Directions: The expected answer comprises all lines from the entries that contain the string "JsonRenderer".

Data extract:
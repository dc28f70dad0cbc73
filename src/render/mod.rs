//! Trait-based renderer dispatch.

pub mod html;
pub mod json;

use crate::error::{LibdocError, Result};
use crate::model::LibraryDoc;

/// Trait for rendering a LibraryDoc into a specific output format.
pub trait Renderer {
    fn render(&self, lib: &LibraryDoc) -> Result<String>;
    fn file_extension(&self) -> &str;
}

/// Create a renderer for the given format name.
pub fn create_renderer(format: &str) -> Result<Box<dyn Renderer>> {
    match format.to_ascii_lowercase().as_str() {
        "html" | "htm" => Ok(Box::new(html::HtmlRenderer)),
        "json" => Ok(Box::new(json::JsonRenderer::default())),
        _ => Err(LibdocError::UnknownFormat(format.to_string())),
    }
}
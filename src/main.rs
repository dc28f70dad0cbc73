//! Render library documentation specs as HTML or JSON.
//!
//! Reads JSON library specs (as produced by `LibraryDoc::to_json`) and writes
//! them in the requested format:
//!
//! - single input: `libdoc -f html MyLib.json -o MyLib.html` (stdout without `-o`)
//! - several inputs: `libdoc -o docs/ specs/*.json` writes `docs/<name>.<ext>`

use anyhow::{Context, Result};
use clap::Parser;
use libdoc::render::{self, json::JsonRenderer, Renderer};
use libdoc::{DocFormat, LibraryDoc};
use std::fs;
use std::path::{Path, PathBuf};
use tracing_subscriber::{layer::SubscriberExt, util::SubscriberInitExt};

#[derive(Parser)]
#[command(
    name = "libdoc",
    about = "Generate keyword documentation from library spec files"
)]
struct Cli {
    /// Library spec files (JSON, glob patterns supported)
    #[arg(required = true)]
    inputs: Vec<String>,

    /// Output file, or directory when several inputs are given.
    /// Writes to stdout when omitted.
    #[arg(short = 'o', long)]
    output: Option<PathBuf>,

    /// Output format: html (default), json
    #[arg(short = 'f', long, default_value = "html")]
    format: String,

    /// Override the library name
    #[arg(short = 'N', long)]
    name: Option<String>,

    /// Override the library version
    #[arg(short = 'V', long)]
    version: Option<String>,

    /// Source documentation format: ROBOT, HTML, TEXT or REST
    #[arg(short = 'F', long)]
    docformat: Option<String>,

    /// JSON indentation in spaces; 0 renders compact JSON
    #[arg(long, default_value_t = 2)]
    indent: usize,
}

fn main() -> Result<()> {
    tracing_subscriber::registry()
        .with(
            tracing_subscriber::EnvFilter::try_from_default_env()
                .unwrap_or_else(|_| tracing_subscriber::EnvFilter::new("warn")),
        )
        .with(
            tracing_subscriber::fmt::layer()
                .with_target(false)
                .with_writer(std::io::stderr),
        )
        .init();

    let cli = Cli::parse();
    run(&cli)
}

fn run(cli: &Cli) -> Result<()> {
    let renderer = create_renderer(cli)?;
    let doc_format = cli
        .docformat
        .as_deref()
        .map(|f| f.parse::<DocFormat>())
        .transpose()?;

    let inputs = expand_globs(&cli.inputs)?;
    if inputs.is_empty() {
        anyhow::bail!("no input files found");
    }
    if inputs.len() > 1 && cli.output.is_none() {
        anyhow::bail!("--output is required when several inputs are given");
    }

    for path in &inputs {
        let content = fs::read_to_string(path)
            .with_context(|| format!("failed to read {}", path.display()))?;
        let mut lib = LibraryDoc::from_json_with_format(&content, doc_format)
            .with_context(|| format!("invalid library spec: {}", path.display()))?;

        if let Some(ref name) = cli.name {
            lib.name = name.clone();
        }
        if let Some(ref version) = cli.version {
            lib.version = version.clone();
        }

        let out_path = match cli.output {
            Some(ref output) if inputs.len() > 1 || output.is_dir() => Some(output.join(format!(
                "{}.{}",
                output_name(&lib, path),
                renderer.file_extension()
            ))),
            Some(ref output) => Some(output.clone()),
            None => None,
        };

        lib.save_with(out_path.as_deref(), renderer.as_ref())
            .with_context(|| match out_path {
                Some(ref p) => format!("failed to write {}", p.display()),
                None => "failed to write to stdout".to_string(),
            })?;
    }

    Ok(())
}

/// The JSON renderer honors `--indent`; everything else goes through the
/// regular format lookup.
fn create_renderer(cli: &Cli) -> Result<Box<dyn Renderer>> {
    if cli.format.eq_ignore_ascii_case("json") {
        let indent = (cli.indent > 0).then_some(cli.indent);
        return Ok(Box::new(JsonRenderer { indent }));
    }
    Ok(render::create_renderer(&cli.format)?)
}

/// Expand glob patterns into a list of real file paths.
/// Also handles bare directory paths by scanning for `.json` files.
fn expand_globs(patterns: &[String]) -> Result<Vec<PathBuf>> {
    let mut files = Vec::new();
    for pattern in patterns {
        let path = Path::new(pattern);
        if path.is_file() {
            files.push(path.to_path_buf());
            continue;
        }
        // If it's a directory, scan for spec files (non-recursive)
        if path.is_dir() {
            let entries = fs::read_dir(path)
                .with_context(|| format!("failed to read directory: {}", path.display()))?;
            for entry in entries.flatten() {
                let p = entry.path();
                if p.is_file() && p.extension().and_then(|e| e.to_str()) == Some("json") {
                    files.push(p);
                }
            }
            continue;
        }
        // Try as glob
        let matches: Vec<_> = glob::glob(pattern)
            .with_context(|| format!("invalid glob pattern: {}", pattern))?
            .filter_map(|r| r.ok())
            .filter(|p| p.is_file())
            .collect();
        if matches.is_empty() {
            tracing::warn!("no files matched: {}", pattern);
        }
        files.extend(matches);
    }
    // Sort for deterministic output
    files.sort();
    files.dedup();
    Ok(files)
}

/// Output file name (without extension): the library name, or the input
/// file stem for unnamed libraries.
fn output_name(lib: &LibraryDoc, input: &Path) -> String {
    let name = lib.name.trim();
    if name.is_empty() {
        return input
            .file_stem()
            .map(|s| s.to_string_lossy().to_string())
            .unwrap_or_else(|| "library".to_string());
    }
    name.replace(['/', '\\'], "_")
}

#[cfg(test)]
mod tests {
    use super::*;

    #[test]
    fn output_name_from_library() {
        let lib = LibraryDoc::new("My Lib");
        assert_eq!(output_name(&lib, Path::new("specs/x.json")), "My Lib");
    }

    #[test]
    fn output_name_sanitizes_separators() {
        let lib = LibraryDoc::new("a/b");
        assert_eq!(output_name(&lib, Path::new("x.json")), "a_b");
    }

    #[test]
    fn output_name_falls_back_to_stem() {
        let lib = LibraryDoc::new("  ");
        assert_eq!(output_name(&lib, Path::new("specs/Browser.json")), "Browser");
    }
}
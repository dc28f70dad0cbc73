//! HTML → plain text, for short docs of libraries documented in HTML.

use crate::text::html_unescape;
use regex::Regex;
use std::sync::LazyLock;

static RE_FIRST_PARAGRAPH: LazyLock<Regex> =
    LazyLock::new(|| Regex::new(r"(?s)<p(?:\s[^>]*)?>(.*?)</?p>").unwrap());

static RE_BOLD: LazyLock<Regex> =
    LazyLock::new(|| Regex::new(r"(?i)</?(?:b|strong)>").unwrap());

static RE_ITALIC: LazyLock<Regex> =
    LazyLock::new(|| Regex::new(r"(?i)</?(?:i|em)>").unwrap());

static RE_CODE: LazyLock<Regex> =
    LazyLock::new(|| Regex::new(r"(?i)</?code>").unwrap());

static RE_ANY_TAG: LazyLock<Regex> =
    LazyLock::new(|| Regex::new(r"<[^>]*>").unwrap());

/// Plain-text version of the first `<p>` of `html`, or of the whole text
/// when it has no paragraphs.
pub fn shortdoc_from_html(html: &str) -> String {
    let body = RE_FIRST_PARAGRAPH
        .captures(html)
        .and_then(|caps| caps.get(1))
        .map_or(html, |m| m.as_str());
    html_to_plain_text(body)
}

/// Map basic inline tags back to Robot markup and drop everything else.
pub fn html_to_plain_text(html: &str) -> String {
    let text = RE_BOLD.replace_all(html, "*");
    let text = RE_ITALIC.replace_all(&text, "_");
    let text = RE_CODE.replace_all(&text, "``");
    let text = RE_ANY_TAG.replace_all(&text, "");
    html_unescape(&text)
}
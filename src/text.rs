//! Small text helpers shared by the model and the formatters.

/// First paragraph of `doc`: every line up to the first blank one.
pub fn first_paragraph(doc: &str) -> String {
    doc.lines()
        .take_while(|line| !line.trim().is_empty())
        .collect::<Vec<_>>()
        .join("\n")
}

/// Name normalization used for tags and cross-reference targets:
/// lowercase, whitespace and underscores removed.
pub fn normalize(name: &str) -> String {
    name.chars()
        .filter(|c| !c.is_whitespace() && *c != '_')
        .flat_map(char::to_lowercase)
        .collect()
}

pub fn html_escape(s: &str) -> String {
    s.replace('&', "&amp;")
        .replace('<', "&lt;")
        .replace('>', "&gt;")
        .replace('"', "&quot;")
}

pub fn html_unescape(s: &str) -> String {
    s.replace("&lt;", "<")
        .replace("&gt;", ">")
        .replace("&quot;", "\"")
        .replace("&#39;", "'")
        .replace("&nbsp;", " ")
        .replace("&amp;", "&")
}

Result for this task:
        "json" => Ok(Box::new(json::JsonRenderer::default())),
use libdoc::render::{self, json::JsonRenderer, Renderer};
        return Ok(Box::new(JsonRenderer { indent }));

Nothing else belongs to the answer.